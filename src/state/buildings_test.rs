use super::*;
use crate::net::types::BuildingUser;

fn building(id: i64, admin_user: Option<i64>) -> Building {
    Building {
        id,
        name: format!("Building {id}"),
        image_size: "200px".to_owned(),
        building_img_url: "https://x/y".to_owned(),
        rooms: Vec::new(),
        users: admin_user
            .map(|user_id| {
                vec![BuildingUser {
                    id: 1,
                    building_id: id,
                    user_id,
                    admin: true,
                }]
            })
            .unwrap_or_default(),
    }
}

fn room(id: i64) -> Room {
    Room {
        id,
        name: format!("Room {id}"),
        left: 1.0,
        top: 2.0,
        width: 10.0,
        height: 10.0,
        building_id: 1,
    }
}

// =============================================================
// set_items
// =============================================================

#[test]
fn set_items_clears_loading_and_error() {
    let mut state = BuildingsState {
        loading: true,
        error: Some("boom".to_owned()),
        ..BuildingsState::default()
    };
    state.set_items(vec![building(1, None)]);
    assert_eq!(state.items.len(), 1);
    assert!(!state.loading);
    assert_eq!(state.error, None);
}

// =============================================================
// open_building / is_admin
// =============================================================

#[test]
fn open_building_resolves_by_id() {
    let mut state = BuildingsState::default();
    state.set_items(vec![building(1, None), building(2, None)]);
    state.open_building_id = Some(2);
    assert_eq!(state.open_building().map(|b| b.id), Some(2));
}

#[test]
fn open_building_none_when_missing() {
    let mut state = BuildingsState::default();
    state.set_items(vec![building(1, None)]);
    state.open_building_id = Some(9);
    assert!(state.open_building().is_none());
}

#[test]
fn is_admin_checks_membership_flag() {
    let mut state = BuildingsState::default();
    state.set_items(vec![building(1, Some(3))]);
    state.open_building_id = Some(1);
    assert!(state.is_admin(3));
    assert!(!state.is_admin(4));
}

#[test]
fn is_admin_false_without_open_building() {
    let state = BuildingsState::default();
    assert!(!state.is_admin(3));
}

// =============================================================
// Room navigation
// =============================================================

#[test]
fn select_room_then_back_returns_to_list() {
    let mut state = BuildingsState::default();
    state.open_building_id = Some(1);
    state.select_room(room(4));
    assert_eq!(state.selected_room.as_ref().map(|r| r.id), Some(4));

    state.back_to_list();
    assert!(state.selected_room.is_none());
    assert!(state.open_building_id.is_none());
}
use super::*;
use crate::net::types::{BelowParItem, ExpiringItem, ItemIdentity, RoomRef};

fn expiring(serial: &str, name: &str, room: &str, qty: i64, uom: &str, exp: &str) -> ExpiringItem {
    ExpiringItem {
        id: 1,
        room_id: 4,
        item_id: 7,
        quantity: qty,
        uom: uom.to_owned(),
        expiry_date: exp.to_owned(),
        item: ItemIdentity {
            serial_num: serial.to_owned(),
            item_name: name.to_owned(),
        },
        room: RoomRef {
            name: room.to_owned(),
        },
    }
}

// =============================================================
// expiring_items_csv
// =============================================================

#[test]
fn expiry_csv_has_header_when_empty() {
    let csv = expiring_items_csv(&[]);
    assert_eq!(csv, "Serial No.,Item Name,Room,Quantity,UOM,Exp Date\n");
}

#[test]
fn expiry_csv_renders_rows() {
    let items = vec![expiring("SN-1", "Saline", "Pharmacy", 3, "box", "2026-03-01")];
    let csv = expiring_items_csv(&items);
    let lines: Vec<&str> = csv.lines().collect();
    assert_eq!(lines.len(), 2);
    assert_eq!(lines[1], "SN-1,Saline,Pharmacy,3,box,01/03/2026");
}

#[test]
fn expiry_csv_unparseable_date_renders_na() {
    let items = vec![expiring("SN-1", "Saline", "Pharmacy", 3, "box", "unknown")];
    let csv = expiring_items_csv(&items);
    assert!(csv.lines().nth(1).unwrap().ends_with(",N/A"));
}

#[test]
fn expiry_csv_quotes_commas_in_names() {
    let items = vec![expiring("SN-1", "Saline, 500ml", "Pharmacy", 3, "box", "2026-03-01")];
    let csv = expiring_items_csv(&items);
    assert!(csv.contains("\"Saline, 500ml\""));
}

#[test]
fn expiry_csv_escapes_embedded_quotes() {
    let items = vec![expiring("SN-1", "4\" gauze", "Pharmacy", 3, "box", "2026-03-01")];
    let csv = expiring_items_csv(&items);
    assert!(csv.contains("\"4\"\" gauze\""));
}

// =============================================================
// below_par_csv
// =============================================================

#[test]
fn below_par_csv_has_header_when_empty() {
    assert_eq!(
        below_par_csv(&[]),
        "Serial No.,Item Name,Par Level,Quantity\n"
    );
}

#[test]
fn below_par_csv_renders_rows() {
    let items = vec![BelowParItem {
        id: 7,
        item_total: 4,
        item_name: "Saline".to_owned(),
        par_level: 10,
        serial_num: "SN-1".to_owned(),
    }];
    let csv = below_par_csv(&items);
    assert_eq!(csv.lines().nth(1), Some("SN-1,Saline,10,4"));
}

// =============================================================
// Filenames
// =============================================================

#[test]
fn export_filenames_are_csv() {
    assert!(EXPIRY_FILENAME.ends_with(".csv"));
    assert!(BELOW_PAR_FILENAME.ends_with(".csv"));
}
use super::*;

// =============================================================
// push / dismiss
// =============================================================

#[test]
fn success_and_error_queue_in_order() {
    let mut state = ToastsState::default();
    state.success("Item added");
    state.error("Checkout failed", "status 500");
    assert_eq!(state.toasts.len(), 2);
    assert_eq!(state.toasts[0].title, "Item added");
    assert!(!state.toasts[0].is_error);
    assert!(state.toasts[1].is_error);
    assert_eq!(state.toasts[1].detail, "status 500");
}

#[test]
fn ids_are_unique_and_monotonic() {
    let mut state = ToastsState::default();
    let a = state.success("a");
    let b = state.success("b");
    let c = state.success("c");
    assert!(a < b && b < c);
}

#[test]
fn dismiss_removes_only_the_target() {
    let mut state = ToastsState::default();
    let a = state.success("a");
    let b = state.success("b");
    state.dismiss(a);
    assert_eq!(state.toasts.len(), 1);
    assert_eq!(state.toasts[0].id, b);
}

#[test]
fn dismiss_unknown_id_is_ignored() {
    let mut state = ToastsState::default();
    state.success("a");
    state.dismiss(999);
    assert_eq!(state.toasts.len(), 1);
}

#[test]
fn ids_not_reused_after_dismiss() {
    let mut state = ToastsState::default();
    let a = state.success("a");
    state.dismiss(a);
    let b = state.success("b");
    assert_ne!(a, b);
}
//! REST API helpers for the inventory backend.
//!
//! Client-side (hydrate): real HTTP calls via `gloo-net` with the bearer
//! token attached to every request. Server-side (SSR): stubs returning
//! `None`/error since these endpoints are only meaningful in the browser.
//!
//! ERROR HANDLING
//! ==============
//! Callers get `Option`/`Result` outputs instead of panics. Failures carry
//! the status and raw response body so pages can surface them in a toast
//! unchanged; there is no retry or de-duplication layer.

#![allow(clippy::unused_async)]

#[cfg(test)]
#[path = "api_test.rs"]
mod api_test;

use super::types::{
    Ack, ActiveCart, AddBuildingUserPayload, AddCartItemPayload, AddNewItemPayload, BelowParReport,
    Building, DeleteItemPayload, ExpiryReport, Item, NewBuildingPayload, RoomSummary, User,
};
use crate::config;

#[cfg(any(test, feature = "hydrate"))]
fn buildings_endpoint(user_id: i64) -> String {
    format!("{}/buildings/{user_id}", config::backend_url())
}

#[cfg(any(test, feature = "hydrate"))]
fn all_rooms_endpoint(user_id: i64) -> String {
    format!("{}/allrooms/{user_id}", config::backend_url())
}

#[cfg(any(test, feature = "hydrate"))]
fn all_items_endpoint(user_id: i64) -> String {
    format!("{}/allitems/{user_id}", config::backend_url())
}

#[cfg(any(test, feature = "hydrate"))]
fn find_serial_endpoint(serial: &str, room_id: i64) -> String {
    format!("{}/findserial/{serial}/{room_id}", config::backend_url())
}

#[cfg(any(test, feature = "hydrate"))]
fn expiry_endpoint(building_id: i64) -> String {
    format!("{}/getexpiry/{building_id}", config::backend_url())
}

#[cfg(any(test, feature = "hydrate"))]
fn below_par_endpoint(building_id: i64) -> String {
    format!("{}/getbelowpar/{building_id}", config::backend_url())
}

#[cfg(any(test, feature = "hydrate"))]
fn storage_object_url(building_name: &str) -> String {
    // Building names become object keys; spaces are the only separator the
    // form allows that is unsafe in a path.
    let key = building_name.replace(' ', "-");
    format!("{}/buildings/{key}", config::storage_url())
}

#[cfg(any(test, feature = "hydrate"))]
fn request_failed_message(status: u16, body: &str) -> String {
    if body.is_empty() {
        format!("request failed: status {status}")
    } else {
        format!("request failed: status {status}: {body}")
    }
}

#[cfg(feature = "hydrate")]
fn bearer(token: &str) -> String {
    format!("Bearer {token}")
}

#[cfg(feature = "hydrate")]
async fn read_failure(resp: gloo_net::http::Response) -> String {
    let status = resp.status();
    let body = resp.text().await.unwrap_or_default();
    request_failed_message(status, body.trim())
}

#[cfg(feature = "hydrate")]
async fn get_json<T: serde::de::DeserializeOwned>(token: &str, url: &str) -> Result<T, String> {
    let resp = gloo_net::http::Request::get(url)
        .header("Authorization", &bearer(token))
        .send()
        .await
        .map_err(|e| e.to_string())?;
    if !resp.ok() {
        return Err(read_failure(resp).await);
    }
    resp.json::<T>().await.map_err(|e| e.to_string())
}

#[cfg(feature = "hydrate")]
async fn send_json<T: serde::de::DeserializeOwned>(
    method: &str,
    token: &str,
    url: &str,
    payload: Option<&serde_json::Value>,
) -> Result<T, String> {
    let builder = gloo_net::http::RequestBuilder::new(url)
        .method(gloo_net::http::Method::from_bytes(method.as_bytes()).map_err(|e| e.to_string())?)
        .header("Authorization", &bearer(token));
    let request = match payload {
        Some(value) => builder.json(value).map_err(|e| e.to_string())?,
        None => builder.build().map_err(|e| e.to_string())?,
    };
    let resp = request.send().await.map_err(|e| e.to_string())?;
    if !resp.ok() {
        return Err(read_failure(resp).await);
    }
    resp.json::<T>().await.map_err(|e| e.to_string())
}

/// Resolve the bearer token to the authenticated user via `GET /users/me`.
/// Returns `None` if the token is invalid or on the server.
pub async fn fetch_current_user(token: &str) -> Option<User> {
    #[cfg(feature = "hydrate")]
    {
        let url = format!("{}/users/me", config::backend_url());
        get_json::<User>(token, &url).await.ok()
    }
    #[cfg(not(feature = "hydrate"))]
    {
        let _ = token;
        None
    }
}

/// Fetch the user's buildings (with rooms and memberships).
///
/// # Errors
///
/// Returns an error string if the request fails or the server responds with a
/// non-OK status.
pub async fn fetch_buildings(token: &str, user_id: i64) -> Result<Vec<Building>, String> {
    #[cfg(feature = "hydrate")]
    {
        get_json(token, &buildings_endpoint(user_id)).await
    }
    #[cfg(not(feature = "hydrate"))]
    {
        let _ = (token, user_id);
        Err("not available on server".to_owned())
    }
}

/// Fetch all rooms visible to the user, for form selects.
///
/// # Errors
///
/// Returns an error string on HTTP failure or a non-OK status.
pub async fn fetch_rooms(token: &str, user_id: i64) -> Result<Vec<RoomSummary>, String> {
    #[cfg(feature = "hydrate")]
    {
        get_json(token, &all_rooms_endpoint(user_id)).await
    }
    #[cfg(not(feature = "hydrate"))]
    {
        let _ = (token, user_id);
        Err("not available on server".to_owned())
    }
}

/// Fetch every item with its per-room stock records.
///
/// # Errors
///
/// Returns an error string on HTTP failure or a non-OK status.
pub async fn fetch_all_items(token: &str, user_id: i64) -> Result<Vec<Item>, String> {
    #[cfg(feature = "hydrate")]
    {
        get_json(token, &all_items_endpoint(user_id)).await
    }
    #[cfg(not(feature = "hydrate"))]
    {
        let _ = (token, user_id);
        Err("not available on server".to_owned())
    }
}

/// Look up an item by serial number within a room, used to prefill forms.
///
/// # Errors
///
/// Returns an error string on HTTP failure, including unknown serials.
pub async fn find_serial(token: &str, serial: &str, room_id: i64) -> Result<Item, String> {
    #[cfg(feature = "hydrate")]
    {
        get_json(token, &find_serial_endpoint(serial, room_id)).await
    }
    #[cfg(not(feature = "hydrate"))]
    {
        let _ = (token, serial, room_id);
        Err("not available on server".to_owned())
    }
}

/// Queue a cycle-count adjustment in the active cart.
///
/// # Errors
///
/// Returns an error string on HTTP failure or a non-OK status.
pub async fn add_item_to_cart(token: &str, payload: &AddCartItemPayload) -> Result<(), String> {
    #[cfg(feature = "hydrate")]
    {
        let url = format!("{}/additemcart", config::backend_url());
        let value = serde_json::to_value(payload).map_err(|e| e.to_string())?;
        send_json::<serde_json::Value>("POST", token, &url, Some(&value)).await?;
        Ok(())
    }
    #[cfg(not(feature = "hydrate"))]
    {
        let _ = (token, payload);
        Err("not available on server".to_owned())
    }
}

/// Fetch the user's open cart with its pending lines.
///
/// # Errors
///
/// Returns an error string on HTTP failure or a non-OK status.
pub async fn fetch_active_cart(token: &str) -> Result<ActiveCart, String> {
    #[cfg(feature = "hydrate")]
    {
        let url = format!("{}/getactivecart", config::backend_url());
        get_json(token, &url).await
    }
    #[cfg(not(feature = "hydrate"))]
    {
        let _ = token;
        Err("not available on server".to_owned())
    }
}

/// Commit every pending cart line via `PUT /checkoutcyclecount`.
///
/// # Errors
///
/// Returns an error string on HTTP failure or a non-OK status.
pub async fn checkout_cycle_count(token: &str) -> Result<(), String> {
    #[cfg(feature = "hydrate")]
    {
        let url = format!("{}/checkoutcyclecount", config::backend_url());
        send_json::<serde_json::Value>("PUT", token, &url, None).await?;
        Ok(())
    }
    #[cfg(not(feature = "hydrate"))]
    {
        let _ = token;
        Err("not available on server".to_owned())
    }
}

/// Remove a single pending line from the cart.
///
/// # Errors
///
/// Returns an error string on HTTP failure or a non-OK status.
pub async fn delete_cart_line(token: &str, cart_line_item_id: i64) -> Result<(), String> {
    #[cfg(feature = "hydrate")]
    {
        let url = format!("{}/deleteitemincart", config::backend_url());
        let value = serde_json::json!({ "cartLineItemId": cart_line_item_id });
        send_json::<serde_json::Value>("DELETE", token, &url, Some(&value)).await?;
        Ok(())
    }
    #[cfg(not(feature = "hydrate"))]
    {
        let _ = (token, cart_line_item_id);
        Err("not available on server".to_owned())
    }
}

/// Register a new item with its initial stock via `POST /addnewitem`.
///
/// # Errors
///
/// Returns an error string on HTTP failure or a non-OK status.
pub async fn add_new_item(token: &str, payload: &AddNewItemPayload) -> Result<Ack, String> {
    #[cfg(feature = "hydrate")]
    {
        let url = format!("{}/addnewitem", config::backend_url());
        let value = serde_json::to_value(payload).map_err(|e| e.to_string())?;
        send_json("POST", token, &url, Some(&value)).await
    }
    #[cfg(not(feature = "hydrate"))]
    {
        let _ = (token, payload);
        Err("not available on server".to_owned())
    }
}

/// Remove an item's stock record from one room.
///
/// # Errors
///
/// Returns an error string on HTTP failure or a non-OK status.
pub async fn delete_room_item(token: &str, payload: &DeleteItemPayload) -> Result<Ack, String> {
    #[cfg(feature = "hydrate")]
    {
        let url = format!("{}/deleteroomitem", config::backend_url());
        let value = serde_json::to_value(payload).map_err(|e| e.to_string())?;
        send_json("DELETE", token, &url, Some(&value)).await
    }
    #[cfg(not(feature = "hydrate"))]
    {
        let _ = (token, payload);
        Err("not available on server".to_owned())
    }
}

/// Remove an item everywhere, including its catalog entry.
///
/// # Errors
///
/// Returns an error string on HTTP failure or a non-OK status.
pub async fn delete_item(token: &str, payload: &DeleteItemPayload) -> Result<Ack, String> {
    #[cfg(feature = "hydrate")]
    {
        let url = format!("{}/deleteitem", config::backend_url());
        let value = serde_json::to_value(payload).map_err(|e| e.to_string())?;
        send_json("DELETE", token, &url, Some(&value)).await
    }
    #[cfg(not(feature = "hydrate"))]
    {
        let _ = (token, payload);
        Err("not available on server".to_owned())
    }
}

/// Fetch the near-expiry report for a building.
///
/// # Errors
///
/// Returns an error string on HTTP failure or a non-OK status.
pub async fn fetch_expiry_report(token: &str, building_id: i64) -> Result<ExpiryReport, String> {
    #[cfg(feature = "hydrate")]
    {
        get_json(token, &expiry_endpoint(building_id)).await
    }
    #[cfg(not(feature = "hydrate"))]
    {
        let _ = (token, building_id);
        Err("not available on server".to_owned())
    }
}

/// Fetch the below-par report for a building.
///
/// # Errors
///
/// Returns an error string on HTTP failure or a non-OK status.
pub async fn fetch_below_par_report(
    token: &str,
    building_id: i64,
) -> Result<BelowParReport, String> {
    #[cfg(feature = "hydrate")]
    {
        get_json(token, &below_par_endpoint(building_id)).await
    }
    #[cfg(not(feature = "hydrate"))]
    {
        let _ = (token, building_id);
        Err("not available on server".to_owned())
    }
}

/// Persist a new building and its drawn rooms via `POST /buildings`.
///
/// # Errors
///
/// Returns an error string on HTTP failure or a non-OK status.
pub async fn create_building(token: &str, payload: &NewBuildingPayload) -> Result<(), String> {
    #[cfg(feature = "hydrate")]
    {
        let url = format!("{}/buildings", config::backend_url());
        let value = serde_json::to_value(payload).map_err(|e| e.to_string())?;
        send_json::<serde_json::Value>("POST", token, &url, Some(&value)).await?;
        Ok(())
    }
    #[cfg(not(feature = "hydrate"))]
    {
        let _ = (token, payload);
        Err("not available on server".to_owned())
    }
}

/// Grant a user access to a building via `POST /buildings/user`.
///
/// # Errors
///
/// Returns an error string on HTTP failure; the server reports unknown email
/// addresses in the response body.
pub async fn add_building_user(
    token: &str,
    payload: &AddBuildingUserPayload,
) -> Result<(), String> {
    #[cfg(feature = "hydrate")]
    {
        let url = format!("{}/buildings/user", config::backend_url());
        let value = serde_json::to_value(payload).map_err(|e| e.to_string())?;
        send_json::<serde_json::Value>("POST", token, &url, Some(&value)).await?;
        Ok(())
    }
    #[cfg(not(feature = "hydrate"))]
    {
        let _ = (token, payload);
        Err("not available on server".to_owned())
    }
}

/// Upload a floorplan image to object storage and return its public URL.
///
/// # Errors
///
/// Returns an error string on HTTP failure or a non-OK status.
#[cfg(feature = "hydrate")]
pub async fn upload_building_image(
    token: &str,
    building_name: &str,
    file: &web_sys::File,
) -> Result<String, String> {
    let url = storage_object_url(building_name);
    let resp = gloo_net::http::Request::put(&url)
        .header("Authorization", &bearer(token))
        .body(file)
        .map_err(|e| e.to_string())?
        .send()
        .await
        .map_err(|e| e.to_string())?;
    if !resp.ok() {
        return Err(read_failure(resp).await);
    }
    Ok(url)
}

Problem requirements: Please report every line among the entries that includes "body".

The completed task:
//! the status and raw response body so pages can surface them in a toast
fn request_failed_message(status: u16, body: &str) -> String {
    if body.is_empty() {
        format!("request failed: status {status}: {body}")
    let body = resp.text().await.unwrap_or_default();
    request_failed_message(status, body.trim())
/// addresses in the response body.
        .body(file)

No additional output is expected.